> What to do
After locating the line with "pub struct DecodeError" in the data that follows, return it and every later line exactly, up to and including the line with "let kind = match".

(Source material)

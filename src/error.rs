use crate::decode::error::ExtractError;
use crate::header::error::{HeaderError, HeaderErrorKind, SampleErrorKind};
use crate::read::{ReadError, ReadErrorKind};
use std::{
    error::Error as StdError,
    fmt::{Display, Formatter, Result as FmtResult},
};

/// Error returned when a sound bank could not be read.
#[derive(Debug)]
pub struct DecodeError {
    kind: DecodeErrorKind,
    source: DecodeErrorSource,
}

/// Category of a [`DecodeError`].
#[derive(Clone, Copy, Debug, PartialEq, Eq, Hash)]
#[non_exhaustive]
pub enum DecodeErrorKind {
    /// The data does not start with the sound bank signature.
    BadMagic,
    /// The layout version is not one of FSB1 to FSB5.
    UnsupportedVersion,
    /// The data ended before everything the headers describe could be read.
    Truncated,
    /// A sample header holds an audio format flag that is not recognized.
    UnknownAudioFormat,
    /// Declared sizes or offsets contradict what was actually read.
    Inconsistent,
    /// The underlying reader failed.
    Io,
}

#[derive(Debug)]
enum DecodeErrorSource {
    Header(HeaderError),
    Payload { index: u32, source: ReadError },
    OutOfBounds { index: u32, end: u64, len: usize },
}

impl DecodeError {
    /// Returns the category of this error.
    #[must_use]
    pub fn kind(&self) -> DecodeErrorKind {
        self.kind
    }

    pub(crate) fn payload(index: u32) -> impl FnOnce(ReadError) -> Self {
        move |source| Self {
            kind: read_error_category(source.kind()),
            source: DecodeErrorSource::Payload { index, source },
        }
    }

    pub(crate) fn out_of_bounds(index: u32, end: u64, len: usize) -> Self {
        Self {
            kind: DecodeErrorKind::Truncated,
            source: DecodeErrorSource::OutOfBounds { index, end, len },
        }
    }
}

fn read_error_category(kind: ReadErrorKind) -> DecodeErrorKind {
    match kind {
        ReadErrorKind::Failure => DecodeErrorKind::Io,
        ReadErrorKind::Incomplete(_) => DecodeErrorKind::Truncated,
        ReadErrorKind::Rewind { .. } => DecodeErrorKind::Inconsistent,
    }
}

impl From<HeaderError> for DecodeError {
    fn from(value: HeaderError) -> Self {
        // A missing signature is reported as such even when the data is too short to hold one.
        let kind = match value.kind() {
            HeaderErrorKind::Magic => DecodeErrorKind::BadMagic,
            HeaderErrorKind::UnknownVersion { .. } => DecodeErrorKind::UnsupportedVersion,
            _ => match (value.sample_err_kind(), value.read_error_kind()) {
                (Some(SampleErrorKind::UnknownAudioFormat { .. }), _) => {
                    DecodeErrorKind::UnknownAudioFormat
                }
                (_, Some(kind)) => read_error_category(kind),
                (_, None) => DecodeErrorKind::Inconsistent,
            },
        };

        Self {
            kind,
            source: DecodeErrorSource::Header(value),
        }
    }
}

impl Display for DecodeError {
    fn fmt(&self, f: &mut Formatter<'_>) -> FmtResult {
        match &self.source {
            DecodeErrorSource::Header(_) => f.write_str("failed to parse sound bank header"),
            DecodeErrorSource::Payload { index, .. } => {
                f.write_str(&format!("failed to read data of sample at index {index}"))
            }
            DecodeErrorSource::OutOfBounds { index, end, len } => f.write_str(&format!(
                "data of sample at index {index} ends at byte {end}, past the end of the sound bank ({len} bytes)"
            )),
        }
    }
}

impl StdError for DecodeError {
    fn source(&self) -> Option<&(dyn StdError + 'static)> {
        match &self.source {
            DecodeErrorSource::Header(e) => Some(e),
            DecodeErrorSource::Payload { source, .. } => Some(source),
            DecodeErrorSource::OutOfBounds { .. } => None,
        }
    }
}

/// Error returned when extracting audio from a sound bank fails.
#[derive(Debug)]
#[non_exhaustive]
pub enum Error {
    /// The sound bank could not be read.
    Decode(DecodeError),
    /// The data of one sample could not be converted to PCM.
    Extract {
        /// Position of the sample in the sound bank.
        index: u32,
        /// What went wrong.
        source: ExtractError,
    },
}

impl From<DecodeError> for Error {
    fn from(value: DecodeError) -> Self {
        Self::Decode(value)
    }
}

impl Display for Error {
    fn fmt(&self, f: &mut Formatter<'_>) -> FmtResult {
        match self {
            Self::Decode(e) => e.fmt(f),
            Self::Extract { index, .. } => {
                f.write_str(&format!("failed to extract audio of sample at index {index}"))
            }
        }
    }
}

impl StdError for Error {
    fn source(&self) -> Option<&(dyn StdError + 'static)> {
        match self {
            Self::Decode(e) => e.source(),
            Self::Extract { source, .. } => Some(source),
        }
    }
}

(End Source material)

> Solved problem
pub struct DecodeError {
    kind: DecodeErrorKind,
    source: DecodeErrorSource,
}

/// Category of a [`DecodeError`].
#[derive(Clone, Copy, Debug, PartialEq, Eq, Hash)]
#[non_exhaustive]
pub enum DecodeErrorKind {
    /// The data does not start with the sound bank signature.
    BadMagic,
    /// The layout version is not one of FSB1 to FSB5.
    UnsupportedVersion,
    /// The data ended before everything the headers describe could be read.
    Truncated,
    /// A sample header holds an audio format flag that is not recognized.
    UnknownAudioFormat,
    /// Declared sizes or offsets contradict what was actually read.
    Inconsistent,
    /// The underlying reader failed.
    Io,
}

#[derive(Debug)]
enum DecodeErrorSource {
    Header(HeaderError),
    Payload { index: u32, source: ReadError },
    OutOfBounds { index: u32, end: u64, len: usize },
}

impl DecodeError {
    /// Returns the category of this error.
    #[must_use]
    pub fn kind(&self) -> DecodeErrorKind {
        self.kind
    }

    pub(crate) fn payload(index: u32) -> impl FnOnce(ReadError) -> Self {
        move |source| Self {
            kind: read_error_category(source.kind()),
            source: DecodeErrorSource::Payload { index, source },
        }
    }

    pub(crate) fn out_of_bounds(index: u32, end: u64, len: usize) -> Self {
        Self {
            kind: DecodeErrorKind::Truncated,
            source: DecodeErrorSource::OutOfBounds { index, end, len },
        }
    }
}

fn read_error_category(kind: ReadErrorKind) -> DecodeErrorKind {
    match kind {
        ReadErrorKind::Failure => DecodeErrorKind::Io,
        ReadErrorKind::Incomplete(_) => DecodeErrorKind::Truncated,
        ReadErrorKind::Rewind { .. } => DecodeErrorKind::Inconsistent,
    }
}

impl From<HeaderError> for DecodeError {
    fn from(value: HeaderError) -> Self {
        // A missing signature is reported as such even when the data is too short to hold one.
        let kind = match value.kind() {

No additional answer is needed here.